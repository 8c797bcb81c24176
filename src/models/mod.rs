// Model exports
pub mod domain;
pub mod requests;
pub mod responses;

pub use domain::{
    BoundingBox, ConfidenceTier, Coordinate, DisplaySet, LandmarkCandidate, MapArtifact,
    MappedLandmark, Marker, PlaceDetails, TileLayer,
};
pub use requests::DetectQuery;
pub use responses::{DetectResponse, ErrorResponse, HealthResponse};
use futures::future::join_all;
use std::sync::Arc;
use thiserror::Error;
use tracing::Instrument;

use crate::core::ingest::{ingest, IngestError};
use crate::core::map::MapRenderer;
use crate::core::selector::{unmapped, ResultSelector, SelectionPolicy};
use crate::models::{DisplaySet, LandmarkCandidate, MapArtifact, Marker};
use crate::services::{DetectionError, LandmarkDetector, LandmarkSummarizer, PlaceLookup};

/// Failure of a pipeline run
///
/// Stage errors pass through unchanged; "no landmark found" is not an error.
#[derive(Debug, Error)]
pub enum PipelineError {
    #[error(transparent)]
    InvalidImage(#[from] IngestError),

    #[error(transparent)]
    Detection(#[from] DetectionError),
}

impl PipelineError {
    pub fn suggestion(&self) -> &'static str {
        match self {
            Self::InvalidImage(e) => e.suggestion(),
            Self::Detection(e) => e.suggestion(),
        }
    }
}

/// Everything produced by one run
#[derive(Debug, Clone)]
pub struct PipelineOutcome {
    pub request_id: uuid::Uuid,
    /// Candidates exactly as the detector reported them
    pub candidates: Vec<LandmarkCandidate>,
    pub unmapped: Vec<String>,
    pub display: DisplaySet,
    pub artifact: MapArtifact,
}

/// Image-to-map orchestrator
///
/// # Stages
/// 1. Ingest: validate and decode the upload
/// 2. Detect: ask the recognition service for landmarks
/// 3. Select: threshold, order and cap
/// 4. Render: build the map artifact (optionally with place context)
///
/// Each run is independent; nothing is cached between runs.
#[derive(Clone)]
pub struct Pipeline {
    detector: Arc<dyn LandmarkDetector>,
    selector: ResultSelector,
    renderer: MapRenderer,
    places: Option<Arc<PlaceLookup>>,
    summarizer: Option<Arc<dyn LandmarkSummarizer>>,
}

impl Pipeline {
    pub fn new(detector: Arc<dyn LandmarkDetector>, selector: ResultSelector, renderer: MapRenderer) -> Self {
        Self {
            detector,
            selector,
            renderer,
            places: None,
            summarizer: None,
        }
    }

    pub fn with_places(mut self, places: Arc<PlaceLookup>) -> Self {
        self.places = Some(places);
        self
    }

    pub fn with_summarizer(mut self, summarizer: Arc<dyn LandmarkSummarizer>) -> Self {
        self.summarizer = Some(summarizer);
        self
    }

    pub fn detector_name(&self) -> &'static str {
        self.detector.name()
    }

    pub fn default_policy(&self) -> &SelectionPolicy {
        self.selector.policy()
    }

    /// Run all stages for one upload
    ///
    /// `policy` replaces the configured selection policy for this run only.
    /// Dropping the returned future cancels an in-flight detection call.
    pub async fn run(
        &self,
        raw: Vec<u8>,
        declared_type: &str,
        policy: Option<SelectionPolicy>,
    ) -> Result<PipelineOutcome, PipelineError> {
        let request_id = uuid::Uuid::new_v4();
        let span = tracing::info_span!("pipeline", %request_id, detector = self.detector.name());

        self.run_stages(request_id, raw, declared_type, policy)
            .instrument(span)
            .await
    }

    async fn run_stages(
        &self,
        request_id: uuid::Uuid,
        raw: Vec<u8>,
        declared_type: &str,
        policy: Option<SelectionPolicy>,
    ) -> Result<PipelineOutcome, PipelineError> {
        // Stage 1
        let image = ingest(raw, declared_type).map_err(|e| {
            tracing::info!("Rejected upload: {}", e);
            e
        })?;

        // Stage 2
        let candidates = self.detector.detect(&image).await.map_err(|e| {
            tracing::error!("Detection failed: {}", e);
            e
        })?;

        // Stage 3
        let selected = match policy {
            Some(policy) => ResultSelector::new(policy).select(&candidates),
            None => self.selector.select(&candidates),
        };
        let unmapped = unmapped(&candidates);

        // Stage 4
        let mut artifact = self.renderer.render(&selected);
        self.enrich(&mut artifact.markers).await;

        let (detected, mapped) = (candidates.len(), selected.len());
        tracing::info!(
            "Detected {} landmarks, mapped {} ({} without coordinates)",
            detected,
            mapped,
            unmapped.len()
        );

        Ok(PipelineOutcome {
            request_id,
            candidates,
            unmapped,
            display: selected,
            artifact,
        })
    }

    /// Best-effort place context for every marker and a summary of the top one
    ///
    /// All lookups run concurrently, so the added latency is bounded by the
    /// slowest single lookup.
    async fn enrich(&self, markers: &mut [Marker]) {
        let places = async {
            match &self.places {
                Some(places) => join_all(markers.iter().map(|m| places.details(&m.name, m.coordinate))).await,
                None => Vec::new(),
            }
        };

        let summary = async {
            let (Some(summarizer), Some(top)) = (&self.summarizer, markers.first()) else {
                return None;
            };
            match summarizer.summarize(&top.name, None).await {
                Ok(text) => Some(text),
                Err(e) => {
                    tracing::warn!("Summary failed for {}: {}", top.name, e);
                    None
                }
            }
        };

        let (details, summary) = tokio::join!(places, summary);

        for (marker, details) in markers.iter_mut().zip(details) {
            if !details.is_empty() {
                marker.place = Some(details);
            }
        }
        if let Some(top) = markers.first_mut() {
            top.summary = summary;
        }
    }
}
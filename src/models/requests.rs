use serde::{Deserialize, Serialize};
use validator::Validate;

use crate::core::selector::Strategy;

/// Query parameters accepted alongside an uploaded image
#[derive(Debug, Clone, Default, Serialize, Deserialize, Validate)]
pub struct DetectQuery {
    #[validate(range(min = 0.0, max = 1.0))]
    #[serde(alias = "minConfidence", rename = "min_confidence", default)]
    pub min_confidence: Option<f64>,
    #[serde(default)]
    pub strategy: Option<Strategy>,
    #[validate(range(min = 1, max = 100))]
    #[serde(alias = "maxMarkers", rename = "max_markers", default)]
    pub max_markers: Option<usize>,
}
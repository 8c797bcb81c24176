// Route exports
pub mod landmarks;

use actix_web::web;

pub fn configure_routes(cfg: &mut web::ServiceConfig) {
    cfg.service(
        web::scope("/api/v1")
            .configure(landmarks::configure),
    );
}
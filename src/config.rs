use config::{Config, ConfigError, Environment, File};
use serde::Deserialize;
use std::path::Path;
use std::time::Duration;

use crate::core::map::{esri_satellite_tiles, MapOptions};
use crate::core::selector::{SelectionPolicy, Strategy};
use crate::models::{Coordinate, TileLayer};
use crate::services::{CloudVisionOptions, PlaceLookupOptions, SummaryOptions};
use crate::services::vision::DEFAULT_MAX_RESPONSE_BYTES;

/// Application configuration
#[derive(Debug, Clone, Default, Deserialize)]
pub struct Settings {
    #[serde(default)]
    pub server: ServerSettings,
    #[serde(default)]
    pub vision: VisionSettings,
    #[serde(default)]
    pub selection: SelectionSettings,
    #[serde(default)]
    pub map: MapSettings,
    #[serde(default)]
    pub places: PlacesSettings,
    #[serde(default)]
    pub summary: SummarySettings,
    #[serde(default)]
    pub logging: LoggingSettings,
}

#[derive(Debug, Clone, Deserialize)]
pub struct ServerSettings {
    #[serde(default = "default_host")]
    pub host: String,
    #[serde(default = "default_port")]
    pub port: u16,
    pub workers: Option<usize>,
    #[serde(default = "default_max_upload_bytes")]
    pub max_upload_bytes: usize,
}

impl Default for ServerSettings {
    fn default() -> Self {
        Self {
            host: default_host(),
            port: default_port(),
            workers: None,
            max_upload_bytes: default_max_upload_bytes(),
        }
    }
}

fn default_host() -> String { "0.0.0.0".to_string() }
fn default_port() -> u16 { 8080 }
fn default_max_upload_bytes() -> usize { 10 * 1024 * 1024 }

/// Which detector backs the pipeline
#[derive(Debug, Clone, Copy, Default, PartialEq, Eq, Deserialize)]
#[serde(rename_all = "lowercase")]
pub enum DetectorMode {
    #[default]
    Cloud,
    /// Fixed demo answer, no network
    Static,
}

#[derive(Debug, Clone, Deserialize)]
pub struct VisionSettings {
    #[serde(default)]
    pub mode: DetectorMode,
    #[serde(default = "default_vision_endpoint")]
    pub endpoint: String,
    #[serde(default)]
    pub api_key: Option<String>,
    #[serde(default = "default_vision_timeout")]
    pub timeout_secs: u64,
    #[serde(default = "default_connect_timeout")]
    pub connect_timeout_secs: u64,
    #[serde(default = "default_max_results")]
    pub max_results: u32,
    #[serde(default = "default_max_response_bytes")]
    pub max_response_bytes: usize,
}

impl Default for VisionSettings {
    fn default() -> Self {
        Self {
            mode: DetectorMode::default(),
            endpoint: default_vision_endpoint(),
            api_key: None,
            timeout_secs: default_vision_timeout(),
            connect_timeout_secs: default_connect_timeout(),
            max_results: default_max_results(),
            max_response_bytes: default_max_response_bytes(),
        }
    }
}

impl VisionSettings {
    pub fn options(&self) -> CloudVisionOptions {
        CloudVisionOptions {
            endpoint: self.endpoint.clone(),
            timeout: Duration::from_secs(self.timeout_secs),
            connect_timeout: Duration::from_secs(self.connect_timeout_secs),
            max_results: self.max_results,
            max_response_bytes: self.max_response_bytes,
        }
    }
}

fn default_vision_endpoint() -> String { "https://vision.googleapis.com".to_string() }
fn default_vision_timeout() -> u64 { 10 }
fn default_connect_timeout() -> u64 { 5 }
fn default_max_results() -> u32 { 10 }
fn default_max_response_bytes() -> usize { DEFAULT_MAX_RESPONSE_BYTES }

#[derive(Debug, Clone, Default, Deserialize)]
pub struct SelectionSettings {
    pub min_confidence: Option<f64>,
    #[serde(default)]
    pub strategy: Strategy,
    pub max_markers: Option<usize>,
}

impl SelectionSettings {
    pub fn policy(&self) -> SelectionPolicy {
        SelectionPolicy {
            min_confidence: self.min_confidence,
            strategy: self.strategy,
            max_markers: self.max_markers,
        }
    }
}

#[derive(Debug, Clone, Deserialize)]
pub struct MapSettings {
    #[serde(default)]
    pub default_latitude: f64,
    #[serde(default)]
    pub default_longitude: f64,
    #[serde(default = "default_zoom")]
    pub default_zoom: u8,
    #[serde(default = "default_margin_ratio")]
    pub margin_ratio: f64,
    #[serde(default = "default_min_padding")]
    pub min_padding_deg: f64,
    #[serde(default = "default_viewport_width")]
    pub viewport_width: u32,
    #[serde(default = "default_viewport_height")]
    pub viewport_height: u32,
    #[serde(default = "default_min_zoom")]
    pub min_zoom: u8,
    #[serde(default = "default_max_zoom")]
    pub max_zoom: u8,
    #[serde(default = "default_tile_url")]
    pub tile_url: String,
    #[serde(default = "default_tile_attribution")]
    pub tile_attribution: String,
    #[serde(default = "default_true")]
    pub satellite: bool,
    #[serde(default = "default_accuracy_radius")]
    pub accuracy_radius_m: f64,
}

impl Default for MapSettings {
    fn default() -> Self {
        Self {
            default_latitude: 0.0,
            default_longitude: 0.0,
            default_zoom: default_zoom(),
            margin_ratio: default_margin_ratio(),
            min_padding_deg: default_min_padding(),
            viewport_width: default_viewport_width(),
            viewport_height: default_viewport_height(),
            min_zoom: default_min_zoom(),
            max_zoom: default_max_zoom(),
            tile_url: default_tile_url(),
            tile_attribution: default_tile_attribution(),
            satellite: true,
            accuracy_radius_m: default_accuracy_radius(),
        }
    }
}

impl MapSettings {
    pub fn options(&self) -> MapOptions {
        MapOptions {
            default_center: Coordinate::new(self.default_latitude, self.default_longitude),
            default_zoom: self.default_zoom,
            margin_ratio: self.margin_ratio,
            min_padding_deg: self.min_padding_deg,
            viewport: (self.viewport_width, self.viewport_height),
            min_zoom: self.min_zoom,
            max_zoom: self.max_zoom,
            base_tiles: TileLayer {
                name: "Map".to_string(),
                url: self.tile_url.clone(),
                attribution: self.tile_attribution.clone(),
            },
            satellite_tiles: self.satellite.then(esri_satellite_tiles),
            accuracy_radius_m: self.accuracy_radius_m,
        }
    }
}

fn default_zoom() -> u8 { 2 }
fn default_margin_ratio() -> f64 { 0.1 }
fn default_min_padding() -> f64 { 0.005 }
fn default_viewport_width() -> u32 { 800 }
fn default_viewport_height() -> u32 { 600 }
fn default_min_zoom() -> u8 { 1 }
fn default_max_zoom() -> u8 { 16 }
fn default_tile_url() -> String { "https://{s}.tile.openstreetmap.org/{z}/{x}/{y}.png".to_string() }
fn default_tile_attribution() -> String { "&copy; OpenStreetMap contributors".to_string() }
fn default_accuracy_radius() -> f64 { 180.0 }
fn default_true() -> bool { true }

#[derive(Debug, Clone, Deserialize)]
pub struct PlacesSettings {
    #[serde(default)]
    pub enabled: bool,
    #[serde(default = "default_nominatim_endpoint")]
    pub nominatim_endpoint: String,
    #[serde(default = "default_wikipedia_endpoint")]
    pub wikipedia_endpoint: String,
    #[serde(default = "default_user_agent")]
    pub user_agent: String,
    #[serde(default = "default_places_timeout")]
    pub timeout_secs: u64,
}

impl Default for PlacesSettings {
    fn default() -> Self {
        Self {
            enabled: false,
            nominatim_endpoint: default_nominatim_endpoint(),
            wikipedia_endpoint: default_wikipedia_endpoint(),
            user_agent: default_user_agent(),
            timeout_secs: default_places_timeout(),
        }
    }
}

impl PlacesSettings {
    pub fn options(&self) -> PlaceLookupOptions {
        PlaceLookupOptions {
            nominatim_endpoint: self.nominatim_endpoint.clone(),
            wikipedia_endpoint: self.wikipedia_endpoint.clone(),
            user_agent: self.user_agent.clone(),
            timeout: Duration::from_secs(self.timeout_secs),
        }
    }
}

fn default_nominatim_endpoint() -> String { "https://nominatim.openstreetmap.org".to_string() }
fn default_wikipedia_endpoint() -> String { "https://en.wikipedia.org".to_string() }
fn default_user_agent() -> String { "landmarker".to_string() }
fn default_places_timeout() -> u64 { 5 }

/// Which summarizer backs landmark descriptions
#[derive(Debug, Clone, Copy, Default, PartialEq, Eq, Deserialize)]
#[serde(rename_all = "lowercase")]
pub enum SummaryMode {
    #[default]
    Cloud,
    /// Canned text, no network
    Static,
}

#[derive(Debug, Clone, Deserialize)]
pub struct SummarySettings {
    #[serde(default)]
    pub enabled: bool,
    #[serde(default)]
    pub mode: SummaryMode,
    #[serde(default = "default_summary_endpoint")]
    pub endpoint: String,
    #[serde(default)]
    pub api_key: Option<String>,
    #[serde(default = "default_summary_model")]
    pub model: String,
    #[serde(default = "default_summary_temperature")]
    pub temperature: f32,
    #[serde(default = "default_summary_max_tokens")]
    pub max_tokens: u32,
    #[serde(default = "default_summary_timeout")]
    pub timeout_secs: u64,
}

impl Default for SummarySettings {
    fn default() -> Self {
        Self {
            enabled: false,
            mode: SummaryMode::default(),
            endpoint: default_summary_endpoint(),
            api_key: None,
            model: default_summary_model(),
            temperature: default_summary_temperature(),
            max_tokens: default_summary_max_tokens(),
            timeout_secs: default_summary_timeout(),
        }
    }
}

impl SummarySettings {
    pub fn options(&self) -> SummaryOptions {
        SummaryOptions {
            endpoint: self.endpoint.clone(),
            model: self.model.clone(),
            temperature: self.temperature,
            max_tokens: self.max_tokens,
            timeout: Duration::from_secs(self.timeout_secs),
        }
    }
}

fn default_summary_endpoint() -> String { "https://api.openai.com".to_string() }
fn default_summary_model() -> String { "gpt-3.5-turbo-0125".to_string() }
fn default_summary_temperature() -> f32 { 0.2 }
fn default_summary_max_tokens() -> u32 { 150 }
fn default_summary_timeout() -> u64 { 15 }

#[derive(Debug, Clone, Deserialize)]
pub struct LoggingSettings {
    #[serde(default = "default_log_level")]
    pub level: String,
    #[serde(default = "default_log_format")]
    pub format: String,
}

impl Default for LoggingSettings {
    fn default() -> Self {
        Self {
            level: default_log_level(),
            format: default_log_format(),
        }
    }
}

fn default_log_level() -> String { "info".to_string() }
fn default_log_format() -> String { "json".to_string() }

impl Settings {
    /// Load configuration from file and environment variables
    ///
    /// Configuration is loaded in the following order (later overrides earlier):
    /// 1. Default values in the struct
    /// 2. Configuration file (config/default.toml)
    /// 3. Local overrides (config/local.toml)
    /// 4. Environment variables (prefixed with LANDMARKER)
    pub fn load() -> Result<Self, ConfigError> {
        let settings = Config::builder()
            .add_source(File::with_name("config/default").required(false))
            .add_source(File::with_name("config/local").required(false))
            // e.g., LANDMARKER__SERVER__PORT -> server.port
            .add_source(env_source())
            .build()?;

        Self::finish(settings, |name| std::env::var(name).ok())
    }

    /// Load configuration from a custom path
    ///
    /// Environment overrides and key fallbacks apply exactly as in [`Settings::load`].
    pub fn load_from<P: AsRef<Path>>(path: P) -> Result<Self, ConfigError> {
        Self::load_from_with(path, |name| std::env::var(name).ok())
    }

    fn load_from_with<P, F>(path: P, lookup: F) -> Result<Self, ConfigError>
    where
        P: AsRef<Path>,
        F: Fn(&str) -> Option<String>,
    {
        let settings = Config::builder()
            .add_source(File::from(path.as_ref()))
            .add_source(env_source())
            .build()?;

        Self::finish(settings, lookup)
    }

    fn finish<F>(settings: Config, lookup: F) -> Result<Self, ConfigError>
    where
        F: Fn(&str) -> Option<String>,
    {
        let settings = substitute_env_vars(settings, lookup)?;

        let settings: Settings = settings.try_deserialize()?;
        settings.validate()?;
        Ok(settings)
    }

    /// Reject settings that would make the pipeline misbehave at request time
    pub fn validate(&self) -> Result<(), ConfigError> {
        if let Some(threshold) = self.selection.min_confidence {
            if !(0.0..=1.0).contains(&threshold) {
                return Err(ConfigError::Message(format!(
                    "selection.min_confidence must be within [0, 1], got {}",
                    threshold
                )));
            }
        }

        if self.map.min_zoom > self.map.max_zoom {
            return Err(ConfigError::Message(format!(
                "map.min_zoom ({}) exceeds map.max_zoom ({})",
                self.map.min_zoom, self.map.max_zoom
            )));
        }

        if self.map.viewport_width == 0 || self.map.viewport_height == 0 {
            return Err(ConfigError::Message("map viewport must be non-zero".to_string()));
        }

        if self.map.margin_ratio < 0.0 || self.map.min_padding_deg < 0.0 {
            return Err(ConfigError::Message("map margins must not be negative".to_string()));
        }

        let has_key = self
            .vision
            .api_key
            .as_deref()
            .is_some_and(|k| !k.trim().is_empty());
        if self.vision.mode == DetectorMode::Cloud && !has_key {
            return Err(ConfigError::Message(
                "vision.api_key is required when vision.mode = \"cloud\" \
                 (set LANDMARKER__VISION__API_KEY or GOOGLE_VISION_API_KEY)"
                    .to_string(),
            ));
        }

        let has_summary_key = self
            .summary
            .api_key
            .as_deref()
            .is_some_and(|k| !k.trim().is_empty());
        if self.summary.enabled && self.summary.mode == SummaryMode::Cloud && !has_summary_key {
            return Err(ConfigError::Message(
                "summary.api_key is required when summaries are enabled in cloud mode \
                 (set LANDMARKER__SUMMARY__API_KEY or OPENAI_API_KEY)"
                    .to_string(),
            ));
        }

        Ok(())
    }
}

fn env_source() -> Environment {
    Environment::with_prefix("LANDMARKER")
        .prefix_separator("__")
        .separator("__")
        .try_parsing(true)
}

/// Conventional variable names used when a key is not set under the prefix
const KEY_FALLBACKS: [(&str, &str); 2] = [
    ("vision.api_key", "GOOGLE_VISION_API_KEY"),
    ("summary.api_key", "OPENAI_API_KEY"),
];

fn substitute_env_vars<F>(settings: Config, lookup: F) -> Result<Config, ConfigError>
where
    F: Fn(&str) -> Option<String>,
{
    let mut builder = Config::builder().add_source(settings.clone());
    let mut changed = false;

    for (key, variable) in KEY_FALLBACKS {
        if settings.get_string(key).is_ok() {
            continue;
        }
        if let Some(value) = lookup(variable) {
            builder = builder.set_override(key, value)?;
            changed = true;
        }
    }

    if changed {
        builder.build()
    } else {
        Ok(settings)
    }
}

****

▸ **Problem requirements**
Copy out the lines of the records above in which the string "range" appears.

▸ **Result for this task**
    #[validate(range(min = 0.0, max = 1.0))]
    #[validate(range(min = 1, max = 100))]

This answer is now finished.